Un député n’a jamais envie de démissionner. Seuls ses opposants réclament son départ. S’ils occupaient la place, ils ne parleraient pas de démissionner. D’autant plus que la réélection n’est pas toujours un exercice facile. Fort logiquement, Andy Kerbrat a refusé de démissionner.
Après les “exploits“ d’Andy Kerbrat (LFI), député de Nantes centre, il était normal que la droite réclamât sa démission ; c’est le jeu. Surtout après son apparition dans un reportage de France 2 (Envoyé spécial, jeudi 13 février 2025) – il fallait être gonflé pour accepter de jouer les vedettes à la télévision. C’est pourquoi Kerbrat a eu droit aux “félicitations“ d’un jury remonté qui réclamait sa démission : « A partir du moment où il a reconnu avoir participé à un trafic, il aurait dû démissionner. Tous ses propos n’ont aucune valeur. Son seul objectif est de gagner du temps », souligne Franck Louvrier (LR), maire de La Baule. Même son de cloche avec Foulques Chombart de Lauwe (LF), conseiller municipal de Nantes : « Non, tout le monde ne se drogue pas. Non, tout le monde n’achète pas de la came à un mineur. Et si, comme il le dit, ça lui prendra “toute sa vie d’en sortir“, il faut démissionner. Impossible d’assumer sa charge. » (Ouest-France, Loire-Atlantique, 15-16 février 2025)
Mais la plus intéressée à l’affaire s’appelle Valérie Oppelt. Elue députée macroniste en 2017 dans la circonscription de Nantes centre, elle reçoit une raclée en 2022. Au premier tour, Andy Kerbrat (LFI) lui met dix-huit points dans la vue (46,62 %/28,44 %). Au second, Valérie Oppelt (Ensemble) n’obtient que 44,66 % des exprimés, tandis que Andy Kerbrat grimpe à 55,34 %. « C’est un changement de vie total qui m’attend. Mon objectif, c’est de garder la flamme. Je ne vais pas oublier ce que c’est d’être un salarié précaire et un syndicaliste », se félicite le vainqueur, tandis que la vaincue promet de poursuivre son engagement : « Je ne vais rien lâcher et je ne vais pas relâcher la pression sur Johanna Rolland, qui a vendu son âme au diable et à LFI, en soutenant Andy Kerbrat. Désormais, Nantes pour moi, c’est l’extrême gauche » (Presse Océan, lundi 20 juin 2022). Valérie Oppelt oublie tout simplement de noter que la sociologie de Nantes centre est favorable à la gauche, voire à la gauche radicale (LFI) – les nouvelles classes urbaines ne votent pas à droite ; son élection de 2017 fut un accident lié à la “dynamique“ Macron lors de la présidentielle.

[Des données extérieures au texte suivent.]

/// Scale factors accept numbers and percentages.
fn parse_scale_factor(text: &str) -> Result<f32, ParseError> {
    single_token(text, |token| match *token {
        Token::Number { value, .. } => Some(value),
        Token::Percentage { unit_value, .. } => Some(unit_value),
        _ => None,
    })
}

fn parse_origin_component(text: &str) -> Result<Length, ParseError> {
    match text.to_ascii_lowercase().as_str() {
        "left" | "top" => Ok(Length::percent(0.0)),
        "center" => Ok(Length::percent(50.0)),
        "right" | "bottom" => Ok(Length::percent(100.0)),
        _ => parse_length(text),
    }
}

fn parse_transform_origin(text: &str) -> Result<TransformOrigin, ParseError> {
    let components = split_components(text);
    let mut origin = TransformOrigin::default();
    match components.as_slice() {
        [single] => {
            let value = parse_origin_component(single)?;
            if single.eq_ignore_ascii_case("top") || single.eq_ignore_ascii_case("bottom") {
                origin.y = value;
            } else {
                origin.x = value;
            }
        }
        [x, y] => {
            origin.x = parse_origin_component(x)?;
            origin.y = parse_origin_component(y)?;
        }
        [x, y, z] => {
            origin.x = parse_origin_component(x)?;
            origin.y = parse_origin_component(y)?;
            origin.z = parse_number_or_px(z)?;
        }
        _ => return Err(ParseError::InvalidValue),
    }
    Ok(origin)
}

fn parse_background_size(text: &str) -> Result<BackgroundSize, ParseError> {
    if text.eq_ignore_ascii_case("cover") {
        return Ok(BackgroundSize::cover());
    }
    if text.eq_ignore_ascii_case("contain") {
        return Ok(BackgroundSize::contain());
    }
    let components = split_components(text);
    match components.as_slice() {
        [x] => Ok(BackgroundSize::lengths(parse_length(x)?, Length::auto())),
        [x, y] => Ok(BackgroundSize::lengths(parse_length(x)?, parse_length(y)?)),
        _ => Err(ParseError::InvalidValue),
    }
}

/// `<offset-x> <offset-y> [<blur>] [<color>]`; the color may also come first.
fn parse_text_shadow(text: &str) -> Result<TextShadow, ParseError> {
    let mut shadow = TextShadow {
        color: Rgba::BLACK,
        ..TextShadow::default()
    };
    let mut lengths = SmallVec::<[f32; 3]>::new();
    for component in split_components(text) {
        if let Ok(length) = parse_number_or_px(component) {
            lengths.push(length);
        } else {
            shadow.color = Rgba::parse(component)?;
        }
    }
    match *lengths.as_slice() {
        [offset_x, offset_y] => {
            shadow.offset_x = offset_x;
            shadow.offset_y = offset_y;
        }
        [offset_x, offset_y, blur_radius] => {
            shadow.offset_x = offset_x;
            shadow.offset_y = offset_y;
            shadow.blur_radius = blur_radius;
        }
        _ => return Err(ParseError::InvalidValue),
    }
    Ok(shadow)
}

/// `url(path) [<hotspot-x> <hotspot-y>]` or a built-in cursor name.
fn parse_cursor(text: &str) -> Result<Cursor, ParseError> {
    let components = split_components(text);
    match components.as_slice() {
        [name] => builtin_cursor_id(name).map_or_else(
            || parse_url(name).map(|texture| Cursor::texture(texture, 0.0, 0.0)),
            |cursor_id| Ok(Cursor::builtin(cursor_id)),
        ),
        [url, hotspot_x, hotspot_y] => Ok(Cursor::texture(
            parse_url(url)?,
            parse_number(hotspot_x)?,
            parse_number(hotspot_y)?,
        )),
        _ => Err(ParseError::InvalidValue),
    }
}
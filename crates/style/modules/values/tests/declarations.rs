//! Parsing declaration blocks into store records.

use style_values::{
    Align, Display, EnumValue as _, Length, ManagedData, PropertyId, PropertyRegistry, Rgba,
    StyleDeclaration, StyleKeyword, StyleValueCollection, TimeValue, TransitionTarget, ValueData,
    parse_declaration, parse_declarations,
};

#[cfg(test)]
mod tests {
    use super::*;

    fn store_from(text: &str) -> StyleValueCollection {
        let registry = PropertyRegistry::new();
        let mut store = StyleValueCollection::new();
        for declaration in parse_declarations(&registry, text) {
            store.set_declaration(declaration);
        }
        store
    }

    #[test]
    fn block_with_unknown_and_invalid_items_keeps_the_rest() {
        let _ = env_logger::builder().is_test(true).try_init();
        let store = store_from(
            "width: 120px; -unity-glow: 3; height: banana; color: #102030; ; opacity: 0.5",
        );
        assert_eq!(store.len(), 3);
        assert_eq!(
            store.length(PropertyId::Width).into_option(),
            Some(Length::px(120.0))
        );
        assert_eq!(
            store.color(PropertyId::Color).into_option(),
            Some(Rgba::new(16, 32, 48, 255))
        );
        assert!(store.length(PropertyId::Height).is_null());
    }

    #[test]
    fn later_duplicate_wins() {
        let store = store_from("margin-left: 4px; margin-left: 9px");
        assert_eq!(
            store.length(PropertyId::MarginLeft).into_option(),
            Some(Length::px(9.0))
        );
    }

    #[test]
    fn margin_shorthand_expands_to_four_edges() {
        let store = store_from("margin: 1px 2px 3px 4px");
        assert_eq!(store.len(), 4);
        assert_eq!(
            store.length(PropertyId::MarginTop).into_option(),
            Some(Length::px(1.0))
        );
        assert_eq!(
            store.length(PropertyId::MarginLeft).into_option(),
            Some(Length::px(4.0))
        );
    }

    #[test]
    fn global_keywords_survive_as_keywords() {
        let store = store_from("width: initial; color: unset; padding: initial");
        assert_eq!(store.keyword(PropertyId::Width), StyleKeyword::Initial);
        assert_eq!(store.keyword(PropertyId::Color), StyleKeyword::Unset);
        assert_eq!(store.keyword(PropertyId::PaddingBottom), StyleKeyword::Initial);
    }

    #[test]
    fn enumerations_parse_by_name() {
        let store = store_from("display: none; align-self: auto; flex-direction: row");
        assert_eq!(
            store.enum_value::<Display>(PropertyId::Display).into_option(),
            Some(Display::None)
        );
        assert_eq!(
            store.int(PropertyId::AlignSelf).into_option(),
            Some(Align::Auto.to_int())
        );
    }

    #[test]
    fn flex_shorthand_forms() {
        let registry = PropertyRegistry::new();
        let single = parse_declaration(&registry, "flex", "2");
        let grow = single.ok().and_then(|longhands| {
            longhands.iter().find_map(|declaration| match declaration {
                StyleDeclaration::Value(value) if value.id == PropertyId::FlexBasis => {
                    Some(value.data)
                }
                _ => None,
            })
        });
        assert_eq!(grow, Some(ValueData::Length(Length::percent(0.0))));

        let store = store_from("flex: none");
        assert_eq!(store.float(PropertyId::FlexGrow).into_option(), Some(0.0));
        assert_eq!(
            store.length(PropertyId::FlexBasis).into_option(),
            Some(Length::auto())
        );
    }

    #[test]
    fn transition_shorthand_fills_all_lists() {
        let store = store_from("transition: opacity 300ms ease-in 50ms, width 1s");
        let targets = store
            .try_get_managed(PropertyId::TransitionProperty)
            .map(|record| record.data.clone());
        assert_eq!(
            targets,
            Some(ManagedData::TransitionTargets(vec![
                TransitionTarget::Property(PropertyId::Opacity),
                TransitionTarget::Property(PropertyId::Width),
            ]))
        );
        assert_eq!(
            store.times(PropertyId::TransitionDelay).into_option(),
            Some(vec![TimeValue::ms(50.0), TimeValue::ZERO])
        );
        assert_eq!(
            store.times(PropertyId::TransitionDuration).into_option(),
            Some(vec![TimeValue::ms(300.0), TimeValue::ms(1000.0)])
        );
    }

    #[test]
    fn unknown_property_is_reported() {
        let registry = PropertyRegistry::new();
        assert_eq!(
            parse_declaration(&registry, "-vendor-thing", "1"),
            Err(style_values::ParseError::UnknownProperty)
        );
    }
}
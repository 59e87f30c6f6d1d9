//! Push resolved layout properties into a solver node.

use style_values::{
    Align, Display, FlexDirection, Justify, Length, LengthUnit, Overflow, Position, Wrap,
};

use crate::layout_model::{
    BorderWidths, LayoutAlign, LayoutDirection, LayoutDisplay, LayoutEdges, LayoutJustify,
    LayoutNode, LayoutOverflow, LayoutValue, LayoutWrap, PositionType,
};
use crate::style_model::{ComputedStyle, Edges};

pub const fn layout_value(length: Length) -> LayoutValue {
    match length.unit {
        LengthUnit::Pixel => LayoutValue::Point(length.value),
        LengthUnit::Percent => LayoutValue::Percent(length.value),
        LengthUnit::Auto => LayoutValue::Auto,
        LengthUnit::None => LayoutValue::Undefined,
    }
}

const fn layout_edges(edges: Edges<Length>) -> LayoutEdges {
    LayoutEdges {
        top: layout_value(edges.top),
        right: layout_value(edges.right),
        bottom: layout_value(edges.bottom),
        left: layout_value(edges.left),
    }
}

/// `auto` min sizes mean "no constraint" to the solver.
const fn min_constraint(length: Length) -> LayoutValue {
    match layout_value(length) {
        LayoutValue::Auto => LayoutValue::Undefined,
        value => value,
    }
}

const fn align(value: Align) -> LayoutAlign {
    match value {
        Align::Auto => LayoutAlign::Auto,
        Align::FlexStart => LayoutAlign::FlexStart,
        Align::Center => LayoutAlign::Center,
        Align::FlexEnd => LayoutAlign::FlexEnd,
        Align::Stretch => LayoutAlign::Stretch,
    }
}

const fn justify(value: Justify) -> LayoutJustify {
    match value {
        Justify::FlexStart => LayoutJustify::FlexStart,
        Justify::Center => LayoutJustify::Center,
        Justify::FlexEnd => LayoutJustify::FlexEnd,
        Justify::SpaceBetween => LayoutJustify::SpaceBetween,
        Justify::SpaceAround => LayoutJustify::SpaceAround,
        Justify::SpaceEvenly => LayoutJustify::SpaceEvenly,
    }
}

const fn direction(value: FlexDirection) -> LayoutDirection {
    match value {
        FlexDirection::Column => LayoutDirection::Column,
        FlexDirection::ColumnReverse => LayoutDirection::ColumnReverse,
        FlexDirection::Row => LayoutDirection::Row,
        FlexDirection::RowReverse => LayoutDirection::RowReverse,
    }
}

const fn wrap(value: Wrap) -> LayoutWrap {
    match value {
        Wrap::NoWrap => LayoutWrap::NoWrap,
        Wrap::Wrap => LayoutWrap::Wrap,
        Wrap::WrapReverse => LayoutWrap::WrapReverse,
    }
}

/// Overwrite every layout input of `node` from `style`.
pub fn sync_layout(style: &ComputedStyle, node: &mut LayoutNode) {
    let layout = style.layout();
    node.flex_grow = layout.flex_grow;
    node.flex_shrink = layout.flex_shrink;
    node.flex_basis = layout_value(layout.flex_basis);
    node.margin = layout_edges(layout.margin);
    node.padding = layout_edges(layout.padding);
    node.border = BorderWidths {
        top: layout.border_width.top,
        right: layout.border_width.right,
        bottom: layout.border_width.bottom,
        left: layout.border_width.left,
    };
    node.position = layout_edges(layout.inset);
    node.width = layout_value(layout.width);
    node.height = layout_value(layout.height);
    node.min_width = min_constraint(layout.min_width);
    node.min_height = min_constraint(layout.min_height);
    node.max_width = layout_value(layout.max_width);
    node.max_height = layout_value(layout.max_height);
    node.flex_direction = direction(layout.flex_direction);
    node.flex_wrap = wrap(layout.flex_wrap);
    node.align_items = align(layout.align_items);
    node.align_self = align(layout.align_self);
    node.align_content = align(layout.align_content);
    node.justify_content = justify(layout.justify_content);
    node.display = match layout.display {
        Display::Flex => LayoutDisplay::Flex,
        Display::None => LayoutDisplay::None,
    };
    node.overflow = match layout.overflow {
        Overflow::Visible => LayoutOverflow::Visible,
        Overflow::Hidden => LayoutOverflow::Hidden,
    };
    node.position_type = match layout.position {
        Position::Relative => PositionType::Relative,
        Position::Absolute => PositionType::Absolute,
    };
}

#[cfg(test)]
mod tests {
    use style_values::{PropertyId, ValueData};

    use super::*;
    use crate::options::StyleOptions;

    #[test]
    fn lengths_map_to_solver_values() {
        assert_eq!(layout_value(Length::px(3.0)), LayoutValue::Point(3.0));
        assert_eq!(layout_value(Length::percent(50.0)), LayoutValue::Percent(50.0));
        assert_eq!(layout_value(Length::auto()), LayoutValue::Auto);
        assert_eq!(layout_value(Length::none()), LayoutValue::Undefined);
    }

    #[test]
    fn sync_overwrites_stale_fields() {
        let mut style = ComputedStyle::initial(&StyleOptions::default());
        style.set_value(PropertyId::Width, ValueData::Length(Length::percent(25.0)));
        style.set_value(PropertyId::BorderLeftWidth, ValueData::Number(2.0));
        let mut node = LayoutNode {
            flex_grow: 9.0,
            height: LayoutValue::Point(40.0),
            ..LayoutNode::default()
        };
        sync_layout(&style, &mut node);
        assert_eq!(node.width, LayoutValue::Percent(25.0));
        assert_eq!(node.height, LayoutValue::Auto);
        assert!(node.flex_grow.abs() < f32::EPSILON);
        assert!((node.flex_shrink - 1.0).abs() < f32::EPSILON);
        assert!((node.border.left - 2.0).abs() < f32::EPSILON);
        assert_eq!(node.min_width, LayoutValue::Undefined);
        assert_eq!(node.align_items, LayoutAlign::Stretch);
        assert_eq!(node.margin.left, LayoutValue::Point(0.0));
    }
}
//! Engine configuration.

/// Tunables consumed by [`crate::StyleContext::with_options`].
#[derive(Clone, Copy, Debug, PartialEq)]
pub struct StyleOptions {
    /// Initial `font-size` in pixels.
    pub default_font_size_px: f32,
    /// Reference for percentage `font-size` on elements without a parent.
    pub root_font_size_px: f32,
    /// When false every change is applied immediately.
    pub transitions_enabled: bool,
    /// Number of baseline styles kept before unused ones are purged.
    pub baseline_cache_capacity: usize,
}

impl Default for StyleOptions {
    fn default() -> Self {
        Self {
            default_font_size_px: 16.0,
            root_font_size_px: 16.0,
            transitions_enabled: true,
            baseline_cache_capacity: 256,
        }
    }
}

La dissolution de 2024 ne permet pas à Mme Oppelt de récupérer son siège. On peut même parler de catastrophe puisque Andy Kerbrat est réélu dès le premier tour : 51,67 % (34 341 voix), contre 26,70 % (17 744 voix) pour la macroniste (Renaissance) ; c’est-à-dire que Kerbrat la devance de 16 597 suffrages – soit 24,97 points. La messe est dite… Se sentant investi d’une mission, Kerbrat déclare immédiatement : « L’enjeu, dès ce soir, c’est de soutenir les autres candidats de gauche qui peuvent l’emporter dans le département (…) On ne va pas se mentir, on est au bord du gouffre, mais ce département est une terre de résistance, il doit le rester. » (Ouest-France, Loire-Atlantique, lundi 1er juillet 2024) Quant à l’ancienne députée, elle tient à « féliciter les Français qui sont allés voter, preuve que la démocratie est encore là. En plus, à Nantes, on n’a pas un Rassemblement national aussi fort que cela. » (Presse Océan, lundi 1er juillet 2024) ; elle oublie de voir que, dans sa circonscription, l’abstention atteignait 26,19 % (soit 23 971 électeurs inscrits). Quant à la candidate du RN Nolwenn Fer, elle est parvenue à obtenir 9 157 suffrages (13,78 %), ce qui est exceptionnel dans une circonscription “bourgeoise“ (bobos & Co).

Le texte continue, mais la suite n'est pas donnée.